With a shift in focus towards bi-lateral and plurilateral trade agreements such as Trans-Pacific Partnership and Trans-Atlantic Trade and Investment Partnership and Regional Comprehensive Economic Cooperation Agreement which accounts for more than two thirds of world trade and GDP, India’s Commerce and Industry Minister, Nirmala Sitharaman, along with trade experts on Monday emphasized the importance of India joining the mega–free trade agreements (FTAs).
Speaking at an event Sitharaman said “Necessary steps to boost India’s trade and investment have been taken in the wake of the emerging new trade architecture”. The Minister also elaborated on the steps Government of India is taking to deal with any kind of adverse impact of these trade agreements among a group of countries.
The panel discussion had experts who discussed the implications of the mega regionals in the context of the trading environment becoming more challenging and threatening to exclude India. The mega-regional agreements potentially have a wide – ranging impact on growth and development opportunities, with significant implications for the geopolitical developments in the next decade or two. A book was also launched at the event titled “TPP and India: Implications of Mega Regionals for Developing Countries” edited by Dr. Harsha Vardhana Singh.

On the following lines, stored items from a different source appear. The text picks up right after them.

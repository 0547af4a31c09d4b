//! User-facing output for the CLI.
//!
//! Reports are written to any [`WriteColor`], so the same code renders to a
//! colored terminal, a plain pipe, or an in-memory buffer in tests.

use std::io::{self, Write};

use difference::{Changeset, Difference};
use termcolor::{Color, ColorChoice, ColorSpec, StandardStream, WriteColor};

use crate::assertion::{Failure, Tone, LABEL_WIDTH};
use crate::discovery::Suite;
use crate::model::Definition;
use crate::runner::{CaseStatus, SuiteSummary};

pub fn color_choice(use_colors: bool) -> ColorChoice {
    if use_colors {
        ColorChoice::Auto
    } else {
        ColorChoice::Never
    }
}

/// Prints the hierarchical report to stdout.
pub fn print_report(summary: &SuiteSummary, use_colors: bool) -> io::Result<()> {
    let mut stdout = StandardStream::stdout(color_choice(use_colors));
    write_report(&mut stdout, summary)
}

pub fn print_json(summary: &SuiteSummary) -> io::Result<()> {
    let json = serde_json::to_string_pretty(summary).map_err(|e| io::Error::new(io::ErrorKind::Other, e))?;
    println!("{json}");
    Ok(())
}

pub fn print_listing<V>(suite: &Suite<V>, use_colors: bool) -> io::Result<()> {
    let mut stdout = StandardStream::stdout(color_choice(use_colors));
    write_listing(&mut stdout, suite)
}

// ============================================================================
// RENDERING
// ============================================================================

pub fn write_report<W: WriteColor>(out: &mut W, summary: &SuiteSummary) -> io::Result<()> {
    for (group, reports) in summary.groups() {
        paint(out, Some(Color::Cyan), true)?;
        writeln!(out, "{group}")?;
        out.reset()?;
        for report in reports {
            match &report.status {
                CaseStatus::Pass => {
                    status(out, "PASS", Color::Green)?;
                    writeln!(out, " {}", report.case)?;
                }
                CaseStatus::Skip { reason } => {
                    status(out, "SKIP", Color::Yellow)?;
                    writeln!(out, " {} ({reason})", report.case)?;
                }
                CaseStatus::Fail { failures } => {
                    status(out, "FAIL", Color::Red)?;
                    writeln!(out, " {}", report.case)?;
                    for failure in failures {
                        write_failure(out, failure)?;
                    }
                }
            }
        }
    }
    write_totals(out, summary)
}

fn write_totals<W: WriteColor>(out: &mut W, summary: &SuiteSummary) -> io::Result<()> {
    writeln!(out)?;
    write!(out, "test result: ")?;
    if summary.is_success() {
        paint(out, Some(Color::Green), true)?;
        write!(out, "ok")?;
    } else {
        paint(out, Some(Color::Red), true)?;
        write!(out, "FAILED")?;
    }
    out.reset()?;
    write!(
        out,
        ". {} passed; {} failed; {} skipped",
        summary.passed, summary.failed, summary.skipped
    )?;
    if summary.internal > 0 {
        write!(out, " ({} with internal errors)", summary.internal)?;
    }
    writeln!(out)
}

/// A failure indented under its case, one highlighted line per detail.
pub fn write_failure<W: WriteColor>(out: &mut W, failure: &Failure) -> io::Result<()> {
    const INDENT: &str = "    ";
    paint(out, Some(Color::Red), true)?;
    writeln!(out, "{INDENT}{}", failure.title())?;
    out.reset()?;

    let continuation = format!("\n{INDENT}{:width$}", "", width = LABEL_WIDTH);
    for line in failure.details() {
        paint(out, Some(Color::Cyan), false)?;
        write!(out, "{INDENT}{:<width$}", format!("{}:", line.label), width = LABEL_WIDTH)?;
        out.reset()?;
        out.set_color(&tone_spec(line.tone))?;
        write!(out, "{}", line.value.replace('\n', &continuation))?;
        out.reset()?;
        writeln!(out)?;
    }

    if let Failure::EqualMismatch {
        expected, actual, ..
    } = failure
    {
        writeln!(out, "{INDENT}diff:")?;
        let changeset = Changeset::new(expected, actual, "\n");
        write_diff(out, &changeset.diffs, INDENT)?;
    }
    Ok(())
}

/// Line diff from expected to actual: `-` expected only, `+` actual only.
fn write_diff<W: WriteColor>(out: &mut W, diffs: &[Difference], indent: &str) -> io::Result<()> {
    for diff in diffs {
        let (marker, color, text) = match diff {
            Difference::Same(text) => (' ', None, text),
            Difference::Rem(text) => ('-', Some(Color::Green), text),
            Difference::Add(text) => ('+', Some(Color::Red), text),
        };
        paint(out, color, false)?;
        for line in text.split('\n') {
            writeln!(out, "{indent}{marker}{line}")?;
        }
        out.reset()?;
    }
    Ok(())
}

pub fn write_listing<W: WriteColor, V>(out: &mut W, suite: &Suite<V>) -> io::Result<()> {
    for (group, cases) in suite.iter() {
        paint(out, Some(Color::Cyan), true)?;
        writeln!(out, "{group}")?;
        out.reset()?;
        for case in cases {
            match &case.definition {
                Definition::Path(path) => writeln!(out, "  {} ({path})", case.name)?,
                Definition::Value(_) => writeln!(out, "  {}", case.name)?,
            }
        }
    }
    writeln!(
        out,
        "\n{} tests across {} groups",
        suite.case_count(),
        suite.group_names().len()
    )
}

// ============================================================================
// PRIVATE HELPERS
// ============================================================================

fn paint<W: WriteColor>(out: &mut W, color: Option<Color>, bold: bool) -> io::Result<()> {
    out.set_color(ColorSpec::new().set_fg(color).set_bold(bold))
}

fn tone_spec(tone: Tone) -> ColorSpec {
    let mut spec = ColorSpec::new();
    match tone {
        Tone::Definition => {
            spec.set_fg(Some(Color::Yellow));
        }
        Tone::Expected => {
            spec.set_fg(Some(Color::Green));
        }
        Tone::Actual => {
            spec.set_fg(Some(Color::Red));
        }
        Tone::Muted => {
            spec.set_dimmed(true);
        }
        Tone::Plain => {}
    }
    spec
}

fn status<W: WriteColor>(out: &mut W, label: &str, color: Color) -> io::Result<()> {
    write!(out, "  ")?;
    paint(out, Some(color), true)?;
    write!(out, "{label}")?;
    out.reset()
}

The book which is a compilation of papers commissioned under the Knowledge Partnership Programme funded by Government of UK’s Department for International Development and managed by IPE Global contains a comprehensive analysis of the potential impact of the mega FTAs not only on India but also on developing countries in Asia and Africa and provides several recommendations on how to mitigate the adverse impact of these mega FTAs and more importantly how emerging economies like India can cooperate with LIC’s in helping them deal better with the mega FTAs.The project was carried out by International Institute of Sustainable Development (IISD), Geneva.

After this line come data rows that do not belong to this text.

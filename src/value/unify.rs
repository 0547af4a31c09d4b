//! Unification (meet) over the value lattice.
//!
//! Conflicts never abort: they become `Bottom` nodes at the position where
//! they occur, so validation can report every one of them with its path.

use super::{Atom, Kind, Struct, Value};

/// Greatest lower bound of `a` and `b`. References are kept, not resolved.
pub fn meet(a: &Value, b: &Value) -> Value {
    use Value::*;

    match (a, b) {
        (Bottom(_), _) => a.clone(),
        (_, Bottom(_)) => b.clone(),
        (Top, _) => b.clone(),
        (_, Top) => a.clone(),

        (Ref { path, with }, other) | (other, Ref { path, with }) => {
            let inner = meet(with, other);
            if inner.is_bottom() {
                inner
            } else {
                Ref {
                    path: path.clone(),
                    with: Box::new(inner),
                }
            }
        }

        (Any(branches), other) | (other, Any(branches)) => {
            disjoin(branches.iter().map(|branch| meet(branch, other)).collect())
        }

        (Constraint(xs), Constraint(ys)) => merge_atoms(a, xs, b, ys),
        (Constraint(atoms), other) => apply_atoms(atoms, a, other, false),
        (other, Constraint(atoms)) => apply_atoms(atoms, b, other, true),

        (Null, Null) => Null,
        (Bool(x), Bool(y)) if x == y => a.clone(),
        (Int(x), Int(y)) if x == y => a.clone(),
        (Float(x), Float(y)) if x == y => a.clone(),
        (String(x), String(y)) if x == y => a.clone(),

        (Struct(x), Struct(y)) => merge_structs(x, y),

        (List(xs), List(ys)) if xs.len() == ys.len() => {
            List(xs.iter().zip(ys).map(|(x, y)| meet(x, y)).collect())
        }
        (List(xs), List(ys)) => Value::bottom(format!(
            "incompatible list lengths ({} and {})",
            xs.len(),
            ys.len()
        )),
        (ListOf(elem), List(items)) | (List(items), ListOf(elem)) => {
            List(items.iter().map(|item| meet(elem, item)).collect())
        }
        (ListOf(x), ListOf(y)) => {
            let elem = meet(x, y);
            if elem.is_bottom() {
                elem
            } else {
                ListOf(Box::new(elem))
            }
        }

        _ => conflict(a, b),
    }
}

/// Merges two declarations of one package. Struct fields from either side
/// are kept: closedness constrains what the declarations are unified with
/// later, not each other.
pub fn combine(a: &Value, b: &Value) -> Value {
    match (a, b) {
        (Value::Struct(x), Value::Struct(y)) => {
            let mut fields = x.fields.clone();
            for (name, theirs) in y.fields.iter() {
                let merged = match x.fields.get(name) {
                    Some(ours) => combine(ours, theirs),
                    None => theirs.clone(),
                };
                fields.insert(name.clone(), merged);
            }
            Value::Struct(Struct {
                fields,
                closed: x.closed || y.closed,
            })
        }
        _ => meet(a, b),
    }
}

/// `conflicting values A and B`, with the type clash spelled out when the
/// two sides are of different types.
pub(crate) fn conflict(a: &Value, b: &Value) -> Value {
    let (ta, tb) = (a.type_name(), b.type_name());
    if ta == tb {
        Value::bottom(format!("conflicting values {a} and {b}"))
    } else {
        Value::bottom(format!(
            "conflicting values {a} and {b} (mismatched types {ta} and {tb})"
        ))
    }
}

/// Collapses alternatives: failed branches drop out, duplicates merge, a
/// single survivor stands alone.
pub(crate) fn disjoin(candidates: Vec<Value>) -> Value {
    let mut survivors: Vec<Value> = Vec::new();
    let mut first_error = None;
    for candidate in candidates {
        match candidate {
            Value::Bottom(message) => {
                first_error.get_or_insert(message);
            }
            Value::Any(inner) => {
                for branch in inner {
                    if !survivors.contains(&branch) {
                        survivors.push(branch);
                    }
                }
            }
            other => {
                if !survivors.contains(&other) {
                    survivors.push(other);
                }
            }
        }
    }
    match survivors.len() {
        0 => Value::bottom(format!(
            "empty disjunction: {}",
            first_error.unwrap_or_else(|| "no alternatives".to_string())
        )),
        1 => survivors.remove(0),
        _ => Value::Any(survivors),
    }
}

fn merge_atoms(a: &Value, xs: &[Atom], b: &Value, ys: &[Atom]) -> Value {
    let implied = xs
        .iter()
        .chain(ys)
        .map(Atom::implied_kind)
        .try_fold(None::<Kind>, |acc, kind| match acc {
            None => Some(Some(kind)),
            Some(current) => current.meet(kind).map(Some),
        });
    let Some(Some(kind)) = implied else {
        return conflict(a, b);
    };

    let mut atoms = Vec::with_capacity(xs.len() + ys.len());
    if xs.iter().chain(ys).any(|atom| matches!(atom, Atom::Kind(_))) {
        atoms.push(Atom::Kind(kind));
    }
    for atom in xs.iter().chain(ys) {
        if !matches!(atom, Atom::Kind(_)) && !atoms.contains(atom) {
            atoms.push(atom.clone());
        }
    }
    Value::Constraint(atoms)
}

/// Checks a concrete value against every atom. `swapped` records that the
/// constraint was the right-hand operand, to keep messages in source order.
fn apply_atoms(atoms: &[Atom], constraint: &Value, value: &Value, swapped: bool) -> Value {
    let clash = || {
        if swapped {
            conflict(value, constraint)
        } else {
            conflict(constraint, value)
        }
    };
    if !value.is_scalar() {
        return clash();
    }
    for atom in atoms {
        match atom {
            Atom::Kind(kind) if !kind.admits(value) => {
                let single = Value::kind(*kind);
                return if swapped {
                    conflict(value, &single)
                } else {
                    conflict(&single, value)
                };
            }
            Atom::Kind(_) => {}
            Atom::Bound(bound) => match bound.admits(value) {
                None => return clash(),
                Some(false) => {
                    return Value::bottom(format!("invalid value {value} (out of bound {bound})"))
                }
                Some(true) => {}
            },
            Atom::Match(pattern) => {
                let Value::String(s) = value else {
                    return clash();
                };
                if !pattern.is_match(s) {
                    return Value::bottom(format!(
                        "invalid value {value} (out of bound {pattern})"
                    ));
                }
            }
        }
    }
    value.clone()
}

fn merge_structs(x: &Struct, y: &Struct) -> Value {
    let mut fields = x.fields.clone();
    for (name, theirs) in y.fields.iter() {
        let merged = match x.fields.get(name) {
            Some(ours) => meet(ours, theirs),
            None if x.closed => Value::bottom("field not allowed"),
            None => theirs.clone(),
        };
        fields.insert(name.clone(), merged);
    }
    if y.closed {
        for (name, _) in x.fields.iter() {
            if !y.fields.contains_key(name) {
                fields.insert(name.clone(), Value::bottom("field not allowed"));
            }
        }
    }
    Value::Struct(Struct {
        fields,
        closed: x.closed || y.closed,
    })
}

The book Addressing the changing global trade landscape and the mushrooming plurilaterals. “The project has been highly successful in sensitising Indian policy makers about the challenges and opportunities posed by the upcoming mega FTAs,” former Finance Secretary Sunil Mitra told Bureaucracy Today.
He mentioned that the advocacy efforts as a part of this project have resulted in the government mentioning the importance of Mega FTAs in the Governments annual economic document the Economic Survey of the Ministry of Finance, 2014-15 and the issue has also been emphasized on in the New Foreign Trade Policy (2015-2020) announced by the Ministry of Commerce and Industry, Government of India in April 2015.